For functions that return multiple error types, then we switch to the custom result/error.

use crate::Result;

// Notice we don't make the return type `Result<AuraeConfig, crate::Error>`,
// our crates result type will only ever return crate::Error as the error;
// you're not allowed to use a different error type due to the type definition above (first issue comment) 
pub(crate) parse_aurae_config(path: &str) -> Result<AuraeConfig> {
    let mut config_toml = String::new();

    // like the first example, this may return a std::io::Error
    let mut file = File::open(&path)?;

    // like the first example, this may return a std::io::Error
    file.read_to_string(&mut config_toml)
        .with_context(|| "could not read AuraeConfig tool")?;

   // this time, the toml parser may return a toml::de::Error
   let parsed: AuraeConfig = toml::from_str(&config_toml)
       .map_err(|_| crate::Error:: CustomErrorVariant1("failed to parse toml for aurae_config"))?; 

   Ok(parsed)
} 

You may have noticed, I did not change the first two uses of the ? operator. Because we used the #[from] attribute in the top level custom error, it should work transparently for the std::io::Error type.
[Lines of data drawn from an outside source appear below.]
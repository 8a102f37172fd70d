use super::Operation;
use crate::{
    schema::db::TableId,
    stmt::{Filter, Value},
};

/// Assigns new values to the matching rows.
#[derive(Debug, Clone, PartialEq)]
pub struct Update {
    pub table: TableId,

    /// `(column index, value)` pairs
    pub assignments: Vec<(usize, Value)>,

    pub filter: Filter,
}

impl From<Update> for Operation {
    fn from(value: Update) -> Self {
        Self::Update(value)
    }
}
//! Operator account management.
//!
//! Input is validated before anything is stored. Passwords are hashed on the
//! way in and never leave the store in plain text.

use crate::{CrmUser, Db, NewUser, PasswordHash, Result, UserUpdate};

use crm_core::Error;
use uuid::Uuid;

const MIN_PASSWORD_LEN: usize = 6;
const MIN_PHONE_LEN: usize = 10;

/// Every field is required.
#[derive(Debug, Default, Clone)]
pub struct CreateUser {
    pub email: String,
    pub password: String,
    pub name: String,
    pub phone_number: String,
}

/// A partial update. Each supplied field is validated like on create.
#[derive(Debug, Default, Clone)]
pub struct UpdateUser {
    pub email: Option<String>,
    pub password: Option<String>,
    pub name: Option<String>,
    pub phone_number: Option<String>,
}

#[derive(Debug)]
pub struct UserAdmin<'a> {
    db: &'a Db,
}

impl<'a> UserAdmin<'a> {
    pub(crate) fn new(db: &'a Db) -> UserAdmin<'a> {
        UserAdmin { db }
    }

    pub async fn create(&self, user: CreateUser) -> Result<CrmUser> {
        let new = NewUser {
            email: validate_email(&user.email)?,
            password_hash: hash_password(&user.password)?,
            name: Some(validate_name(&user.name)?),
            phone_number: Some(validate_phone_number(&user.phone_number)?),
        };

        let user = self.db.metadata().await.create_user(new).await?;
        tracing::info!(id = %user.id, email = %user.email, "user created");
        Ok(user)
    }

    /// All users, newest first.
    pub async fn list(&self) -> Result<Vec<CrmUser>> {
        self.db.metadata().await.all_users().await
    }

    pub async fn get_by_email(&self, email: &str) -> Result<Option<CrmUser>> {
        self.db.metadata().await.user_by_email(email.trim()).await
    }

    pub async fn update(&self, id: Uuid, user: UpdateUser) -> Result<CrmUser> {
        let update = UserUpdate {
            email: user.email.as_deref().map(validate_email).transpose()?,
            password_hash: user.password.as_deref().map(hash_password).transpose()?,
            name: user.name.as_deref().map(validate_name).transpose()?,
            phone_number: user
                .phone_number
                .as_deref()
                .map(validate_phone_number)
                .transpose()?,
        };

        let user = self.db.metadata().await.update_user(id, update).await?;
        tracing::info!(id = %user.id, "user updated");
        Ok(user)
    }

    pub async fn delete(&self, id: Uuid) -> Result<()> {
        self.db.metadata().await.delete_user(id).await?;
        tracing::info!(%id, "user deleted");
        Ok(())
    }
}

/// Accepts `local@domain.tld` shapes: one `@`, no whitespace, and a `.` inside
/// the domain.
fn validate_email(email: &str) -> Result<String> {
    let email = email.trim();

    if email.is_empty() {
        return Err(Error::validation_empty("email"));
    }

    let invalid =
        |reason: &str| -> Result<String> { Err(Error::validation_invalid("email", reason)) };

    if email.chars().any(char::is_whitespace) {
        return invalid("contains whitespace");
    }

    let Some((local, domain)) = email.split_once('@') else {
        return invalid("missing `@`");
    };

    if local.is_empty() || domain.contains('@') {
        return invalid("expected `local@domain`");
    }

    let dotted = domain
        .char_indices()
        .any(|(i, ch)| ch == '.' && i > 0 && i + 1 < domain.len());

    if !dotted {
        return invalid("domain has no `.`");
    }

    Ok(email.to_string())
}

fn hash_password(password: &str) -> Result<PasswordHash> {
    if password.is_empty() {
        return Err(Error::validation_empty("password"));
    }

    let len = password.chars().count();
    if len < MIN_PASSWORD_LEN {
        return Err(Error::validation_too_short("password", len, MIN_PASSWORD_LEN));
    }

    Ok(PasswordHash::new(password))
}

fn validate_name(name: &str) -> Result<String> {
    match name.trim() {
        "" => Err(Error::validation_empty("name")),
        name => Ok(name.to_string()),
    }
}

/// Digits, spaces and `-+()` only, at least ten characters.
fn validate_phone_number(phone_number: &str) -> Result<String> {
    let phone_number = phone_number.trim();

    if phone_number.is_empty() {
        return Err(Error::validation_empty("phone number"));
    }

    let allowed = |ch: char| ch.is_ascii_digit() || " -+()".contains(ch);

    if let Some(ch) = phone_number.chars().find(|ch| !allowed(*ch)) {
        return Err(Error::validation_invalid(
            "phone number",
            format!("unexpected character `{ch}`"),
        ));
    }

    let len = phone_number.chars().count();
    if len < MIN_PHONE_LEN {
        return Err(Error::validation_too_short("phone number", len, MIN_PHONE_LEN));
    }

    Ok(phone_number.to_string())
}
However, there is no variant for the toml::de::Error, so a change in approach was needed (map to CustomErrorVariant1). We do have a couple of other options instead of mapping to the not so helpful CustomErrorVariant1:

Option 1: Define another variant similar to the Io variant and avoid the map_err:

#[error("Failed to parse toml: {0}")]
TomlParsing(#[from] toml::de::Error)

Option 2: Define a perhaps more helpful variant and map to it:

#[error("Failed to parse toml '{0}' due to error {1}")]
TomlParsing {
    contents: String,
    source: toml::de::Error,
}
let parsed: AuraeConfig = toml::from_str(&config_toml)
    .map_err(|e| crate::Error::TomlParsing { contents: config_toml, source: e })?;

When an error bubbles up, there are of course 2 possible options: handle every possible error, or more likely, handle what you can and let the others continue to bubble higher.

fn default_config() -> Result<AuraeConfig> {
    let home: String = ...;

    let path = format!("{}/.aurae/config", home);
    let res: Option<AuraeConfig> = match parse_aurae_config(path) {
       Ok(config) => Some(config),
       Err(crate::Error::Io(_)) => {
           // We assume all io errors are due to the file not being found
           // and we will check other paths below
           None
       },
       Err(e) => {
          // We don't bother handling any other error type; let it bubble
          return Err(e);
       }
   };

   if let Some(config) = res {
       return Ok(config);
   }

    // We didn't get the config from the first location, let's check the backup location
    let path = "/etc/aurae/config";
   // This time, we don't have a second backup location if this fails, so just return the result, whether Ok or Err
   // A different higher level function will be responsible for figuring out what to do when no config is returned.
   parse_aurae_config(path)
}

Of course, somewhere along the way, every error needs to be handled, even if it just means logging and crashing at the very top so users can fix the problem.